STUDY MATERIAL =>
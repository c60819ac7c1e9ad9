//! Rule-Based Fallback Matcher
//!
//! Deterministic resolver used when the reasoning service is unavailable
//! or returns an unusable reply. Matching is a pure function of
//! (prompt, catalog): keyword triggers pick the skill, sub-keywords pick
//! the command template, and a quoted or bare term from the prompt is
//! spliced into the template's argument position.

use regex::Regex;

use crate::types::{Resolution, Skill};

/// Command handed out when the catalog has nothing to offer. A genuine
/// shell no-op, safe to pass to the executor unconditionally.
pub const NOOP_COMMAND: &str = "true";

/// Rationale attached to the documented default resolution.
pub const NO_MATCH_RATIONALE: &str = "no specific skill matched";

// ---------------------------------------------------------------------------
// Domain dispatch table
// ---------------------------------------------------------------------------

/// One supported domain: the catalog skill it targets, the prompt
/// keywords that activate it, and the command synthesizer for it.
///
/// Adding a domain means adding a row here, not another string compare.
struct DomainRule {
    skill: &'static str,
    triggers: &'static [&'static str],
    synthesize: fn(prompt: &str, lowered: &str, skill: &Skill) -> (String, String),
}

const DOMAIN_RULES: &[DomainRule] = &[
    // Note-taking vault domain.
    DomainRule {
        skill: "obsidian",
        triggers: &["obsidian", "vault", "note", "notes"],
        synthesize: note_vault_command,
    },
];

// ---------------------------------------------------------------------------
// Public API
// ---------------------------------------------------------------------------

/// Resolve `prompt` against `catalog` using the domain rule table.
///
/// The catalog is walked in order and the first skill that (a) is the
/// target of some rule and (b) has one of that rule's triggers present in
/// the lower-cased prompt wins; no scoring. When nothing matches, the
/// documented default is returned: first skill and first command, or the
/// no-op sentinel for an empty catalog.
pub fn fallback_match(prompt: &str, catalog: &[Skill]) -> Resolution {
    // Lower-cased for matching only; extracted terms keep their original
    // casing.
    let lowered = prompt.to_lowercase();

    for skill in catalog {
        for rule in DOMAIN_RULES {
            if skill.metadata.name == rule.skill
                && rule.triggers.iter().any(|t| lowered.contains(t))
            {
                let (command, rationale) = (rule.synthesize)(prompt, &lowered, skill);
                return Resolution {
                    skill_name: skill.metadata.name.clone(),
                    command,
                    rationale,
                };
            }
        }
    }

    default_resolution(catalog)
}

// ---------------------------------------------------------------------------
// Note-vault domain
// ---------------------------------------------------------------------------

/// Pick a command for the note-vault skill. Intent priority is fixed:
/// create beats search beats default. A search request without any
/// extractable term degrades to the default intent.
fn note_vault_command(prompt: &str, lowered: &str, skill: &Skill) -> (String, String) {
    let term = extract_term(prompt);

    if lowered.contains("create") || lowered.contains("new") {
        let name = term.unwrap_or_else(|| "Untitled".to_string());
        return (
            format!("obsidian-cli create \"{}\"", name),
            format!("create intent in the note vault, note name \"{}\"", name),
        );
    }

    let wants_search =
        lowered.contains("search") || lowered.contains("find") || lowered.contains("look");
    if wants_search {
        if let Some(term) = term {
            return (
                format!("obsidian-cli search \"{}\"", term),
                format!("search intent in the note vault, term \"{}\"", term),
            );
        }
    }

    let command = skill
        .commands
        .first()
        .cloned()
        .unwrap_or_else(|| "obsidian-cli print-default".to_string());
    (
        command,
        "note vault matched without a more specific intent".to_string(),
    )
}

/// Extract the argument term from a prompt, original casing preserved.
///
/// A double- or single-quoted span wins; otherwise the bare word
/// following `for` / `about` / `called` / `named`.
fn extract_term(prompt: &str) -> Option<String> {
    for pattern in [r#""([^"]+)""#, r"'([^']+)'"] {
        if let Ok(re) = Regex::new(pattern) {
            if let Some(cap) = re.captures(prompt) {
                return Some(cap[1].to_string());
            }
        }
    }

    let words: Vec<&str> = prompt.split_whitespace().collect();
    for (i, word) in words.iter().enumerate() {
        let lowered = word.to_lowercase();
        if matches!(lowered.as_str(), "for" | "about" | "called" | "named") {
            if let Some(next) = words.get(i + 1) {
                let bare = next.trim_matches(|c: char| c.is_ascii_punctuation());
                if !bare.is_empty() {
                    return Some(bare.to_string());
                }
            }
        }
    }

    None
}

// ---------------------------------------------------------------------------
// Default
// ---------------------------------------------------------------------------

/// The no-match resolution: first skill and first command, degrading to
/// the no-op sentinel when the catalog (or its command list) is empty.
fn default_resolution(catalog: &[Skill]) -> Resolution {
    match catalog.first() {
        Some(skill) => Resolution {
            skill_name: skill.metadata.name.clone(),
            command: skill
                .commands
                .first()
                .cloned()
                .unwrap_or_else(|| NOOP_COMMAND.to_string()),
            rationale: NO_MATCH_RATIONALE.to_string(),
        },
        None => Resolution {
            skill_name: String::new(),
            command: NOOP_COMMAND.to_string(),
            rationale: NO_MATCH_RATIONALE.to_string(),
        },
    }
}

TASK DIRECTIONS =>
The first line of the entries above and every line after it, up to and including the line with "offer. A genuine", should be set down exactly.

SOLUTION TO THE EXERCISE =>
repository c60819ac7c1e9ad9
//! Rule-Based Fallback Matcher
//!
//! Deterministic resolver used when the reasoning service is unavailable
//! or returns an unusable reply. Matching is a pure function of
//! (prompt, catalog): keyword triggers pick the skill, sub-keywords pick
//! the command template, and a quoted or bare term from the prompt is
//! spliced into the template's argument position.

use regex::Regex;

use crate::types::{Resolution, Skill};

/// Command handed out when the catalog has nothing to offer. A genuine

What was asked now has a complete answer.